Мнемонический детектив
Михаил Ямпольский. Наблюдатель: Очерки истории видения. - М.: Ad Marginem, 2000.

Роман Ганжа

Дата публикации:  21 Августа 2000

Книжка Ямпольского состоит из шести, а точнее, семи (считая "Заключение") очерков, объединенных условной "темой", которая разыгрывается на разных условных "сценах" между разными условными "персонажами". Композицию книжки вы легко сможете вообразить себе, если вспомните советский фильм с приблизительным названием "Проездом в Москве", ну или, на худой конец, бунюэлевский "Призрак свободы". "Тема" книжки касается нескольких последних глав европейской истории субъекта. Заключительных, я бы сказал, глав. Если картезианский мыслящий субъект обретался в пространстве, что позволяло ему устанавливать порядок вещей согласно перспективно-геометрическому порядку идей, то посткантианский трансцендентальный субъект существует во времени, в формах изменения и различия. Субъект удаляется в область чистой логики и становится как бы неинтересен. Его место - то есть место инстанции, которая организует хаос фрагментов опыта в некую форму - занимает наблюдатель, который скорее узнает, вспоминает и дешифрует, нежели мыслит. И чем больше он наблюдает, тем меньше он рефлектирует и соображает, постепенно превращаясь в бессознательную машину видения, утрачивая способность занимать определенную позицию в пространстве и даже во времени и тем самым исподволь подтачивая позиции спрятавшегося за кулисами субъекта. Ямпольский так уточняет свою "тему": "В конце концов я склонился к сохранению весьма традиционного исторического повествования, сфокусированного на отношениях между наблюдателем и его объектом и поведении наблюдателя перед лицом меняющихся объектов".
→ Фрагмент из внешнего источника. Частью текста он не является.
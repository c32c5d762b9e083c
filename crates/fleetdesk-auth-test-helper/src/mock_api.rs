use actix_web::{
    body::MessageBody,
    dev::{Server, ServiceRequest, ServiceResponse},
    http::{header, StatusCode},
    middleware::{from_fn, Next},
    web, App, HttpRequest, HttpResponse, HttpServer,
};
use anyhow::Context as _;
use fleetdesk_shared::req_args::LoginReqArgs;
use fleetdesk_time::{Seconds, Timestamp};
use secrecy::ExposeSecret as _;
use std::{
    collections::HashSet,
    net::TcpListener,
    sync::{
        atomic::{AtomicUsize, Ordering},
        Arc, Mutex,
    },
    time::Duration,
};
use tracing::info;
use tracing_actix_web::TracingLogger;

use crate::{issue_jwt, issue_refresh_token, TestUser, DEFAULT_ACCESS_TOKEN_LIFETIME};

/// Knobs tests turn to provoke the paths they want to exercise
#[derive(Debug, Clone)]
pub struct MockBehaviour {
    pub login_delay: Duration,
    pub refresh_delay: Duration,
    /// How long `GET /slow` takes to answer
    pub slow_delay: Duration,
    pub reject_refresh: bool,
    /// Protected resources answer 401 no matter which token is sent
    pub always_unauthorized: bool,
    pub access_token_lifetime: Seconds,
}

impl Default for MockBehaviour {
    fn default() -> Self {
        Self {
            login_delay: Duration::ZERO,
            refresh_delay: Duration::ZERO,
            slow_delay: Duration::from_secs(5),
            reject_refresh: false,
            always_unauthorized: false,
            access_token_lifetime: DEFAULT_ACCESS_TOKEN_LIFETIME,
        }
    }
}

/// The headers the client sent with one request
#[derive(Debug, Clone, PartialEq, Eq)]
pub struct RecordedRequest {
    pub method: String,
    pub path: String,
    pub authorization: Option<String>,
    pub accept_language: Option<String>,
    pub content_type: Option<String>,
}

#[derive(Debug)]
pub struct MockAuthApi {
    user: TestUser,
    behaviour: Mutex<MockBehaviour>,
    login_calls: AtomicUsize,
    refresh_calls: AtomicUsize,
    logout_calls: AtomicUsize,
    access_tokens: Mutex<HashSet<String>>,
    refresh_tokens: Mutex<HashSet<String>>,
    requests: Mutex<Vec<RecordedRequest>>,
}

#[derive(serde::Deserialize)]
#[serde(rename_all = "camelCase")]
struct RefreshBody {
    refresh_token: String,
}

impl MockAuthApi {
    pub(crate) fn new(user: TestUser, behaviour: MockBehaviour) -> Self {
        Self {
            user,
            behaviour: Mutex::new(behaviour),
            login_calls: Default::default(),
            refresh_calls: Default::default(),
            logout_calls: Default::default(),
            access_tokens: Default::default(),
            refresh_tokens: Default::default(),
            requests: Default::default(),
        }
    }

    pub fn login_calls(&self) -> usize {
        self.login_calls.load(Ordering::SeqCst)
    }

    pub fn refresh_calls(&self) -> usize {
        self.refresh_calls.load(Ordering::SeqCst)
    }

    pub fn logout_calls(&self) -> usize {
        self.logout_calls.load(Ordering::SeqCst)
    }

    pub fn requests(&self) -> Vec<RecordedRequest> {
        self.requests.lock().expect("mutex poisoned").clone()
    }

    pub fn requests_to(&self, path: &str) -> Vec<RecordedRequest> {
        self.requests()
            .into_iter()
            .filter(|x| x.path == path)
            .collect()
    }

    pub fn set_behaviour<F: FnOnce(&mut MockBehaviour)>(&self, f: F) {
        f(&mut self.behaviour.lock().expect("mutex poisoned"));
    }

    /// Makes the server reject every access token issued so far while the
    /// client still believes they are valid
    pub fn invalidate_access_tokens(&self) {
        self.access_tokens.lock().expect("mutex poisoned").clear();
    }

    pub fn is_refresh_token_valid(&self, token: &str) -> bool {
        self.refresh_tokens
            .lock()
            .expect("mutex poisoned")
            .contains(token)
    }

    /// Issues and registers a token pair as if the user had logged in
    pub fn issue_session(&self) -> (String, String) {
        let lifetime = self.behaviour().access_token_lifetime;
        let access = issue_jwt(self.user.info.id.as_ref(), Timestamp::now() + lifetime);
        let refresh = issue_refresh_token();
        self.access_tokens
            .lock()
            .expect("mutex poisoned")
            .insert(access.clone());
        self.refresh_tokens
            .lock()
            .expect("mutex poisoned")
            .insert(refresh.clone());
        (access, refresh)
    }

    fn behaviour(&self) -> MockBehaviour {
        self.behaviour.lock().expect("mutex poisoned").clone()
    }

    fn record(&self, request: RecordedRequest) {
        self.requests.lock().expect("mutex poisoned").push(request);
    }

    fn is_authorized(&self, req: &HttpRequest) -> bool {
        if self.behaviour().always_unauthorized {
            return false;
        }
        let Some(token) = req
            .headers()
            .get(header::AUTHORIZATION)
            .and_then(|x| x.to_str().ok())
            .and_then(|x| x.strip_prefix("Bearer "))
        else {
            return false;
        };
        self.access_tokens
            .lock()
            .expect("mutex poisoned")
            .contains(token)
    }

    fn auth_payload(&self) -> serde_json::Value {
        let (access, refresh) = self.issue_session();
        let expires_at = Timestamp::now() + self.behaviour().access_token_lifetime;
        serde_json::json!({
            "token": access,
            "refreshToken": refresh,
            "user": self.user.info,
            "expiresAt": expires_at.to_string(),
        })
    }
}

pub(crate) fn build_server(api: Arc<MockAuthApi>) -> anyhow::Result<(Server, u16)> {
    let listener =
        TcpListener::bind("127.0.0.1:0").context("failed to bind to a random local port")?;
    let port = listener
        .local_addr()
        .context("failed to get local address of listener")?
        .port();
    info!(?port, "Port assigned to the mock server is {port}");
    let api = web::Data::from(api);

    let server = HttpServer::new(move || {
        App::new()
            .wrap(from_fn(record_request))
            .wrap(TracingLogger::default())
            .service(
                web::scope("/auth")
                    .route("/login", web::post().to(login))
                    .route("/refresh", web::post().to(refresh))
                    .route("/logout", web::post().to(logout)),
            )
            .route("/vehicles", web::get().to(vehicles))
            .route("/admin/reports", web::get().to(reports))
            .route("/bookings/conflict", web::post().to(booking_conflict))
            .route("/uploads", web::post().to(uploads))
            .route("/public/branches", web::get().to(public_branches))
            .route("/slow", web::get().to(slow))
            .app_data(api.clone())
    })
    .workers(1)
    .listen(listener)
    .context("Failed to bind HTTP Server to listener")?
    .run();
    Ok((server, port))
}

async fn record_request(
    req: ServiceRequest,
    next: Next<impl MessageBody>,
) -> Result<ServiceResponse<impl MessageBody>, actix_web::Error> {
    if let Some(api) = req.app_data::<web::Data<MockAuthApi>>() {
        let header_value = |name: header::HeaderName| {
            req.headers()
                .get(name)
                .and_then(|x| x.to_str().ok())
                .map(str::to_string)
        };
        api.record(RecordedRequest {
            method: req.method().to_string(),
            path: req.path().to_string(),
            authorization: header_value(header::AUTHORIZATION),
            accept_language: header_value(header::ACCEPT_LANGUAGE),
            content_type: header_value(header::CONTENT_TYPE),
        });
    }
    next.call(req).await
}

fn envelope_ok(data: serde_json::Value) -> HttpResponse {
    HttpResponse::Ok().json(serde_json::json!({
        "data": data,
        "succeeded": true,
        "message": null,
        "statusCode": "OK",
        "statusCodeValue": 200,
    }))
}

fn envelope_failure(status: StatusCode, message: &str) -> HttpResponse {
    HttpResponse::build(status).json(serde_json::json!({
        "data": null,
        "succeeded": false,
        "message": message,
        "statusCode": status.canonical_reason(),
        "statusCodeValue": status.as_u16(),
    }))
}

async fn login(
    api: web::Data<MockAuthApi>,
    web::Json(args): web::Json<LoginReqArgs>,
) -> HttpResponse {
    api.login_calls.fetch_add(1, Ordering::SeqCst);
    tokio::time::sleep(api.behaviour().login_delay).await;
    if args.email == api.user.email && args.password.expose_secret() == api.user.password {
        envelope_ok(api.auth_payload())
    } else {
        envelope_failure(StatusCode::UNAUTHORIZED, "Invalid email or password")
    }
}

async fn refresh(
    api: web::Data<MockAuthApi>,
    web::Json(body): web::Json<RefreshBody>,
) -> HttpResponse {
    api.refresh_calls.fetch_add(1, Ordering::SeqCst);
    let behaviour = api.behaviour();
    tokio::time::sleep(behaviour.refresh_delay).await;
    let was_valid = api
        .refresh_tokens
        .lock()
        .expect("mutex poisoned")
        .remove(&body.refresh_token);
    if behaviour.reject_refresh || !was_valid {
        return envelope_failure(StatusCode::UNAUTHORIZED, "Invalid or expired refresh token");
    }
    // Rotation: every earlier access token stops working
    api.invalidate_access_tokens();
    envelope_ok(api.auth_payload())
}

async fn logout(
    api: web::Data<MockAuthApi>,
    web::Json(body): web::Json<RefreshBody>,
) -> HttpResponse {
    api.logout_calls.fetch_add(1, Ordering::SeqCst);
    api.refresh_tokens
        .lock()
        .expect("mutex poisoned")
        .remove(&body.refresh_token);
    envelope_ok(serde_json::Value::Null)
}

async fn vehicles(req: HttpRequest, api: web::Data<MockAuthApi>) -> HttpResponse {
    if !api.is_authorized(&req) {
        return envelope_failure(StatusCode::UNAUTHORIZED, "Unauthorized");
    }
    envelope_ok(serde_json::json!([
        {"id": 1, "plate": "ABC-123", "model": "Corolla"},
        {"id": 2, "plate": "XYZ-789", "model": "Tucson"},
    ]))
}

async fn reports(req: HttpRequest, api: web::Data<MockAuthApi>) -> HttpResponse {
    if !api.is_authorized(&req) {
        return envelope_failure(StatusCode::UNAUTHORIZED, "Unauthorized");
    }
    envelope_failure(StatusCode::FORBIDDEN, "Reports are restricted to admins")
}

/// Application level failure reported with HTTP 200
async fn booking_conflict(req: HttpRequest, api: web::Data<MockAuthApi>) -> HttpResponse {
    if !api.is_authorized(&req) {
        return envelope_failure(StatusCode::UNAUTHORIZED, "Unauthorized");
    }
    HttpResponse::Ok().json(serde_json::json!({
        "data": null,
        "succeeded": false,
        "message": "Vehicle is already booked for these dates",
        "errors": {"VehicleId": ["Vehicle is already booked"]},
        "statusCode": "Conflict",
        "statusCodeValue": 409,
    }))
}

async fn uploads(
    req: HttpRequest,
    api: web::Data<MockAuthApi>,
    _body: web::Bytes,
) -> HttpResponse {
    if !api.is_authorized(&req) {
        return envelope_failure(StatusCode::UNAUTHORIZED, "Unauthorized");
    }
    envelope_ok(serde_json::json!({"stored": true}))
}

async fn public_branches() -> HttpResponse {
    envelope_ok(serde_json::json!(["Downtown", "Airport"]))
}

async fn slow(api: web::Data<MockAuthApi>) -> HttpResponse {
    tokio::time::sleep(api.behaviour().slow_delay).await;
    envelope_ok(serde_json::Value::Null)
}
//! Tracing set up shared by the cli and the test harness
//!
//! Spans are written as bunyan JSON. The filter comes from `RUST_LOG` when set

use anyhow::Context as _;
use chrono::{DateTime, Local};
use std::{
    fs::{create_dir_all, File},
    path::PathBuf,
};
use tracing::{subscriber::set_global_default, Subscriber};
use tracing_bunyan_formatter::{BunyanFormattingLayer, JsonStorageLayer};
use tracing_log::LogTracer;
use tracing_subscriber::{fmt::MakeWriter, layer::SubscriberExt as _, EnvFilter, Registry};

/// Folder trace files go in unless `FLEETDESK_TRACE_DIR` says otherwise
pub const TRACE_FOLDER: &str = "traces";

/// Builds a bunyan subscriber writing to `sink`
///
/// `fallback_filter` is used when `RUST_LOG` is unset or invalid. See
/// <https://docs.rs/tracing-subscriber/0.3.19/tracing_subscriber/filter/struct.EnvFilter.html#directives>
pub fn get_subscriber<Sink, S>(
    name: String,
    fallback_filter: S,
    sink: Sink,
) -> impl Subscriber + Sync + Send
where
    Sink: for<'a> MakeWriter<'a> + Send + Sync + 'static,
    S: AsRef<str>,
{
    let filter =
        EnvFilter::try_from_default_env().unwrap_or_else(|_| EnvFilter::new(fallback_filter));
    Registry::default()
        .with(filter)
        .with(JsonStorageLayer)
        .with(BunyanFormattingLayer::new(name, sink))
}

/// Installs `subscriber` for the whole process and routes `log` records to it
///
/// Fails if called a second time
pub fn init_subscriber(subscriber: impl Subscriber + Sync + Send) -> anyhow::Result<()> {
    LogTracer::init().context("Failed to set logger")?;
    set_global_default(subscriber).context("Failed to set subscriber")
}

pub fn trace_folder() -> PathBuf {
    std::env::var_os("FLEETDESK_TRACE_DIR")
        .map(PathBuf::from)
        .unwrap_or_else(|| PathBuf::from(TRACE_FOLDER))
}

fn trace_file_name(app_name: &str, started: DateTime<Local>) -> String {
    format!("{}_{app_name}.log", started.format("%Y-%m-%dT%H-%M-%S"))
}

/// Creates a new timestamped log file in [`trace_folder`] and returns it
/// with its path
pub fn create_trace_file(app_name: &str) -> anyhow::Result<(File, PathBuf)> {
    let folder = trace_folder();
    create_dir_all(&folder)
        .with_context(|| format!("Failed to create logging folder: {folder:?}"))?;
    let path = folder.join(trace_file_name(app_name, Local::now()));
    let file =
        File::create(&path).with_context(|| format!("Failed to create log file: {path:?}"))?;
    Ok((file, path))
}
Первый очерк разыгрывается, условно говоря, в Париже середины XIX века. Центральный персонаж - старьевщик, маску которого теперь носит художник. Вырабатывая для себя театрализованную культуру богемы или дендизма, художник принимает эту роль травестированного аристократа, тем самым активно включаясь во всеобщий социальный театр. В контексте тотальной травестии середины XIX века любая вещь теряет органическую связь со своим временем и с идеей подлинности, становясь аллегорией, театральным реквизитом, ветошью, старьем, своего рода "руинами". Вот художник и занимается тем, что собирает эти аллегории, дешифрует повальную травестию, становясь либо фланером, внимательно изучающим толпу, либо детективом. (Фигура детектива возникает в начале XVII века, в эпоху розенкрейцеров: детектив в образе философа с фонарем и палкой бредет по следам природы.) Фланер, детектив, шпион, художник, философ, вор, старьевщик, бродяга выполняют сходные функции, в итоге сводящиеся к раскрытию сущности за видимостью. Такое сверхзрение становится актуальным для художника тогда, когда исчезает ясная иерархия, организующая мир. В тот момент, когда мир превращается в хаотическое нагромождение вещей, моделью которого и служит лавка старьевщика, возникает необходимость в особой остроте видения, в "панорамном" сознании, которое не различает между существенным и несущественным, а фиксирует все подряд. Для того чтобы практиковать такое предельно незаинтересованное сознание, художнику как раз и приходится прятаться под маской не-человека, поскольку человек в буржуазную эпоху - это предельно заинтересованный и корыстный индивид. Таким образом, место мышления занимает своего рода бессознательная память, позволяющая видеть в груде обломков драгоценные следы былой роскоши и величия.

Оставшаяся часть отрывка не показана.